▶

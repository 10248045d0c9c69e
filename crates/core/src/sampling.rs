//! Scope configuration and item sampling.
//!
//! A scope names the scheme, the annotators with their budgets, the overlap
//! tiers and the way its items are picked from the project pool.

use std::collections::BTreeMap;

use rand::rngs::StdRng;
use rand::seq::SliceRandom;
use rand::SeedableRng;
use serde::{Deserialize, Serialize};
use validator::{Validate, ValidationError};

use crate::distribution::DistributionRequest;
use crate::error::CoreError;
use crate::store::ItemFilter;
use crate::types::{ItemId, ProjectId, SchemeId, ScopeId, UserId};

/// Seed used when a scope does not set one.
pub const DEFAULT_SEED: u64 = 1337;

fn default_seed() -> u64 {
    DEFAULT_SEED
}

/// How a scope picks its items.
#[derive(Debug, Clone, PartialEq, Serialize, Deserialize)]
#[serde(tag = "strategy", rename_all = "snake_case")]
pub enum SampleConfig {
    /// Draw `num_items` at random from the items matching `filter`, leaving
    /// out items already assigned in any of `excluded_scopes`.
    Random {
        num_items: u32,
        #[serde(default)]
        filter: ItemFilter,
        #[serde(default, skip_serializing_if = "Vec::is_empty")]
        excluded_scopes: Vec<ScopeId>,
    },
    /// Take `num_items` from a curated list, starting at `offset`.
    Priority {
        prioritised_ids: Vec<ItemId>,
        #[serde(default)]
        offset: usize,
        num_items: u32,
    },
}

impl SampleConfig {
    pub fn num_items(&self) -> u32 {
        match self {
            Self::Random { num_items, .. } | Self::Priority { num_items, .. } => *num_items,
        }
    }
}

#[derive(Debug, Clone, PartialEq, Serialize, Deserialize, Validate)]
#[validate(schema(function = "validate_exclusions"))]
pub struct ScopeConfig {
    #[validate(length(min = 1, message = "scope id must not be empty"))]
    pub scope_id: ScopeId,
    pub project_id: ProjectId,
    pub scheme_id: SchemeId,
    /// Annotator -> maximum number of assignments.
    #[validate(length(min = 1, message = "a scope needs at least one annotator"))]
    pub users: BTreeMap<UserId, u32>,
    /// Overlap count -> number of items.
    #[validate(custom(function = "validate_overlaps"))]
    pub overlaps: BTreeMap<u32, u32>,
    #[serde(default = "default_seed")]
    pub seed: u64,
    #[validate(custom(function = "validate_sample"))]
    pub sample: SampleConfig,
}

fn validate_overlaps(overlaps: &BTreeMap<u32, u32>) -> Result<(), ValidationError> {
    if overlaps.is_empty() {
        return Err(ValidationError::new("overlaps_empty"));
    }
    if overlaps.contains_key(&0) {
        return Err(ValidationError::new("overlap_zero"));
    }
    Ok(())
}

fn validate_sample(sample: &SampleConfig) -> Result<(), ValidationError> {
    if sample.num_items() == 0 {
        return Err(ValidationError::new("sample_empty"));
    }
    Ok(())
}

fn validate_exclusions(scope: &ScopeConfig) -> Result<(), ValidationError> {
    if let SampleConfig::Random {
        excluded_scopes, ..
    } = &scope.sample
    {
        if excluded_scopes.contains(&scope.scope_id) {
            return Err(ValidationError::new("excludes_itself"));
        }
    }
    Ok(())
}

impl ScopeConfig {
    /// Run the field checks, mapping failures to [`CoreError::Validation`].
    pub fn check(&self) -> Result<(), CoreError> {
        self.validate()
            .map_err(|e| CoreError::Validation(format!("scope {}: {e}", self.scope_id)))
    }

    /// Distributor input for this scope over the sampled items.
    pub fn distribution_request(&self, item_ids: Vec<ItemId>) -> DistributionRequest {
        DistributionRequest {
            scope_id: self.scope_id.clone(),
            users: self.users.clone(),
            overlaps: self.overlaps.clone(),
            item_ids,
            seed: self.seed,
        }
    }
}

/// Take `num_items` prioritised ids starting at `offset`.
pub fn priority_sample(
    prioritised_ids: &[ItemId],
    offset: usize,
    num_items: u32,
) -> Result<Vec<ItemId>, CoreError> {
    let end = offset.saturating_add(num_items as usize);
    prioritised_ids
        .get(offset..end)
        .map(<[ItemId]>::to_vec)
        .ok_or_else(|| CoreError::NotFound {
            entity: "prioritised items",
            id: format!("{offset}..{end} of {}", prioritised_ids.len()),
        })
}

/// Draw `num_items` distinct ids from `pool` with a seeded generator.
///
/// The pool is sorted and deduplicated first, so the draw depends only on
/// the pool's contents and the seed.
pub fn random_sample(
    mut pool: Vec<ItemId>,
    num_items: u32,
    seed: u64,
) -> Result<Vec<ItemId>, CoreError> {
    pool.sort();
    pool.dedup();
    if pool.len() < num_items as usize {
        return Err(CoreError::AllocationInfeasible(format!(
            "{num_items} items requested, pool holds {}",
            pool.len()
        )));
    }

    let mut rng = StdRng::seed_from_u64(seed);
    pool.shuffle(&mut rng);
    pool.truncate(num_items as usize);
    Ok(pool)
}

◀

Exercise directions: Every line from the first entry to the line containing "number of assignments." should be transcribed exactly, and nothing beyond it.

Task solution:
repository 10248045d0c9c69e
filename crates/core/src/sampling.rs
//! Scope configuration and item sampling.
//!
//! A scope names the scheme, the annotators with their budgets, the overlap
//! tiers and the way its items are picked from the project pool.

use std::collections::BTreeMap;

use rand::rngs::StdRng;
use rand::seq::SliceRandom;
use rand::SeedableRng;
use serde::{Deserialize, Serialize};
use validator::{Validate, ValidationError};

use crate::distribution::DistributionRequest;
use crate::error::CoreError;
use crate::store::ItemFilter;
use crate::types::{ItemId, ProjectId, SchemeId, ScopeId, UserId};

/// Seed used when a scope does not set one.
pub const DEFAULT_SEED: u64 = 1337;

fn default_seed() -> u64 {
    DEFAULT_SEED
}

/// How a scope picks its items.
#[derive(Debug, Clone, PartialEq, Serialize, Deserialize)]
#[serde(tag = "strategy", rename_all = "snake_case")]
pub enum SampleConfig {
    /// Draw `num_items` at random from the items matching `filter`, leaving
    /// out items already assigned in any of `excluded_scopes`.
    Random {
        num_items: u32,
        #[serde(default)]
        filter: ItemFilter,
        #[serde(default, skip_serializing_if = "Vec::is_empty")]
        excluded_scopes: Vec<ScopeId>,
    },
    /// Take `num_items` from a curated list, starting at `offset`.
    Priority {
        prioritised_ids: Vec<ItemId>,
        #[serde(default)]
        offset: usize,
        num_items: u32,
    },
}

impl SampleConfig {
    pub fn num_items(&self) -> u32 {
        match self {
            Self::Random { num_items, .. } | Self::Priority { num_items, .. } => *num_items,
        }
    }
}

#[derive(Debug, Clone, PartialEq, Serialize, Deserialize, Validate)]
#[validate(schema(function = "validate_exclusions"))]
pub struct ScopeConfig {
    #[validate(length(min = 1, message = "scope id must not be empty"))]
    pub scope_id: ScopeId,
    pub project_id: ProjectId,
    pub scheme_id: SchemeId,
    /// Annotator -> maximum number of assignments.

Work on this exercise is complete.